What We Know About Muslim American Politics Before The 2020 Election

Looking back on the last year is a difficult thing to do — in part because it was such a difficult year for everyone. The coronavirus pandemic has shattered the financial security of millions of Americans, and not surprisingly minorities were the hardest hit. Going into the 2020 election, this was a major topic for Muslim Americans. But so was foreign policy. And it might be in this latter area where then-President Trump missed his last opportunity to win the election.

Literal social security has always been more important to minorities than the socialized program of the same name. We all want to feel safe in our own homes. We all want to make a living. We all want the opportunity for happiness. And we all want to feel like our voices are heard among the masses. But the reality for Muslim Americans and other minority members of society is that this type of social security is much more difficult to grasp.

Muslim Americans have always been an important part of American politics even though they only account for a paltry percentage point of the overall population. Hispanic Americans and African Americans are always cherished for their numbers (and the importance that comes with numbers, since winning is always a game of numbers), but Muslim voices sometimes echo even louder.

Take for example Congresswomen Ilhan Omar and Rashida Tlaib. They are Democrats, and their left-leaning politics did not go unnoticed by the right, which demonized both of them. And their Muslim American followers were strong supporters of then-candidate Bernie Sanders. They supported him with a 39 percent following. Before winning, Biden trailed in Muslim American support.

Why did they position themselves behind Bernie so overwhelmingly?

It comes down to foreign policy. Specifically, it comes down to foreign policy where ethnic backgrounds or home countries are concerned. Conversations about immigration are important, but national security interests conflict with Muslim Americans’ identity politics. We have the War on Terror to blame for that.

A Pew Research Center survey found that nearly 90 percent of American Muslims are proud to identify as both Americans and Muslims. And this is why foreign policy is so important: it affects both identities. 
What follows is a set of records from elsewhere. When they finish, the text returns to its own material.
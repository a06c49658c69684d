// Copyright (c) 2026 100monkeys.ai
// SPDX-License-Identifier: AGPL-3.0

//! Command implementations for the msgauth CLI

pub mod config;
pub mod registry;

pub use self::config::ConfigCommand;
pub use self::registry::RegistryCommand;
// Copyright (c) 2026 100monkeys.ai
// SPDX-License-Identifier: AGPL-3.0
//! # Domain Layer
//!
//! Pure types and traits of the message authentication framework. No I/O apart from
//! reading and writing the registration manifest.
//!
//! | Module | Key Types |
//! |--------|-----------|
//! | [`status`] | `AuthStatus`, `ExchangeState` |
//! | [`message_info`] | `MessageInfo`, `Message`, `MessageType` |
//! | [`message_policy`] | `MessagePolicy`, `TargetPolicy`, `Target`, `ProtectionPolicy` |
//! | [`identity`] | `Subject`, `Principal` |
//! | [`callback`] | `Callback`, `CallbackHandler` and the callback records |
//! | [`module`] | `ClientAuthModule`, `ServerAuthModule`, `ModuleInit` |
//! | [`auth_config`] | `AuthConfigProvider`, `*AuthConfig`, `*AuthContext` |
//! | [`registration`] | `RegistrationId`, `RegistrationKey`, `RegistrationListener` |
//! | [`registry_manifest`] | `RegistryManifest`, `DeclaredRegistration` |
//! | [`repository`] | `RegistrationStore`, `ProviderFactory` |
//! | [`error`] | `AuthError`, `PolicyError`, `RegistryError`, `StoreError` |

pub mod auth_config;
pub mod callback;
pub mod error;
pub mod identity;
pub mod message_info;
pub mod message_policy;
pub mod module;
pub mod registration;
pub mod registry_manifest;
pub mod repository;
pub mod status;

pub use auth_config::*;
pub use callback::*;
pub use error::*;
pub use identity::*;
pub use message_info::*;
pub use message_policy::*;
pub use module::*;
pub use registration::*;
pub use registry_manifest::*;
pub use repository::*;
pub use status::*;
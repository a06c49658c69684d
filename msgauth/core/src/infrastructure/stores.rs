// Copyright (c) 2026 100monkeys.ai
// SPDX-License-Identifier: AGPL-3.0

//! Registration Stores
//!
//! Implementations of [`RegistrationStore`]:
//! - **YamlRegistrationStore** - declarations kept in a `ProviderRegistry` manifest file
//! - **InMemoryRegistrationStore** - thread-safe manifest held in memory, for tests and
//!   embedded use
//!
//! Both serialize writers through a mutex so read-modify-write cycles on the manifest
//! never interleave.

use parking_lot::Mutex;
use std::path::{Path, PathBuf};
use tracing::{debug, info};

use crate::domain::error::StoreError;
use crate::domain::registration::RegistrationKey;
use crate::domain::registry_manifest::{DeclaredRegistration, RegistryManifest};
use crate::domain::repository::RegistrationStore;

/// Declarations persisted to a YAML manifest file.
///
/// A missing file reads as an empty manifest and is created on the first write.
pub struct YamlRegistrationStore {
    path: PathBuf,
    manifest_name: String,
    write_lock: Mutex<()>,
}

impl YamlRegistrationStore {
    pub fn new(path: impl Into<PathBuf>) -> Self {
        Self {
            path: path.into(),
            manifest_name: "default".to_string(),
            write_lock: Mutex::new(()),
        }
    }

    /// Name written to `metadata.name` when the store creates the file.
    pub fn with_manifest_name(mut self, name: impl Into<String>) -> Self {
        self.manifest_name = name.into();
        self
    }

    pub fn path(&self) -> &Path {
        &self.path
    }

    fn read_manifest(&self) -> Result<RegistryManifest, StoreError> {
        if !self.path.exists() {
            debug!("Registration manifest {:?} does not exist yet", self.path);
            return Ok(RegistryManifest::new(self.manifest_name.clone()));
        }
        let manifest = RegistryManifest::from_yaml_file(&self.path)?;
        manifest
            .validate()
            .map_err(|e| StoreError::Invalid(e.to_string()))?;
        Ok(manifest)
    }
}

impl RegistrationStore for YamlRegistrationStore {
    fn load(&self) -> Result<Vec<DeclaredRegistration>, StoreError> {
        Ok(self.read_manifest()?.spec.registrations)
    }

    fn upsert(&self, declaration: &DeclaredRegistration) -> Result<(), StoreError> {
        let _guard = self.write_lock.lock();
        let mut manifest = self.read_manifest()?;
        manifest.upsert(declaration.clone());
        manifest.to_yaml_file(&self.path)?;
        info!(
            "Persisted declaration '{}' for {} to {:?}",
            declaration.class_name,
            declaration.key(),
            self.path
        );
        Ok(())
    }

    fn remove(&self, key: &RegistrationKey) -> Result<bool, StoreError> {
        let _guard = self.write_lock.lock();
        let mut manifest = self.read_manifest()?;
        if !manifest.remove(key) {
            return Ok(false);
        }
        manifest.to_yaml_file(&self.path)?;
        info!("Removed declaration for {} from {:?}", key, self.path);
        Ok(true)
    }
}

/// In-memory store.
#[derive(Default)]
pub struct InMemoryRegistrationStore {
    manifest: Mutex<RegistryManifest>,
}

impl InMemoryRegistrationStore {
    pub fn new() -> Self {
        Self::default()
    }

    pub fn from_manifest(manifest: RegistryManifest) -> Self {
        Self {
            manifest: Mutex::new(manifest),
        }
    }

    /// Replace every declaration at once, as an external edit of the backing source would.
    pub fn replace_all(&self, declarations: Vec<DeclaredRegistration>) {
        self.manifest.lock().spec.registrations = declarations;
    }

    pub fn snapshot(&self) -> RegistryManifest {
        self.manifest.lock().clone()
    }
}

impl RegistrationStore for InMemoryRegistrationStore {
    fn load(&self) -> Result<Vec<DeclaredRegistration>, StoreError> {
        Ok(self.manifest.lock().spec.registrations.clone())
    }

    fn upsert(&self, declaration: &DeclaredRegistration) -> Result<(), StoreError> {
        self.manifest.lock().upsert(declaration.clone());
        Ok(())
    }

    fn remove(&self, key: &RegistrationKey) -> Result<bool, StoreError> {
        Ok(self.manifest.lock().remove(key))
    }
}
The GOP’s core identity in the early 2000s was driven by both the War on Terror and attacks on civil liberties in the United States. Both of these politically motivated actions resulted in renewed Muslim support for progressive groups — which is likely why they found Bernie Sanders such a alluring candidate.

More interesting is the social dynamic. A 2019 Institute for Social Policy and Understanding poll found that “83 percent of Muslims aged 50 and older vote for Democrats in contrast with 44 percent of their generational peers in the general public.” This is a stark contrast to the rest of society, where younger people generally grasp onto progressive policies while older people are more “stuck in the past,” so to speak. 

Most likely, these paradigms will continue to make it more difficult for the GOP to obtain power — which is why they’re so desperate to restrict voting only to a chosen few.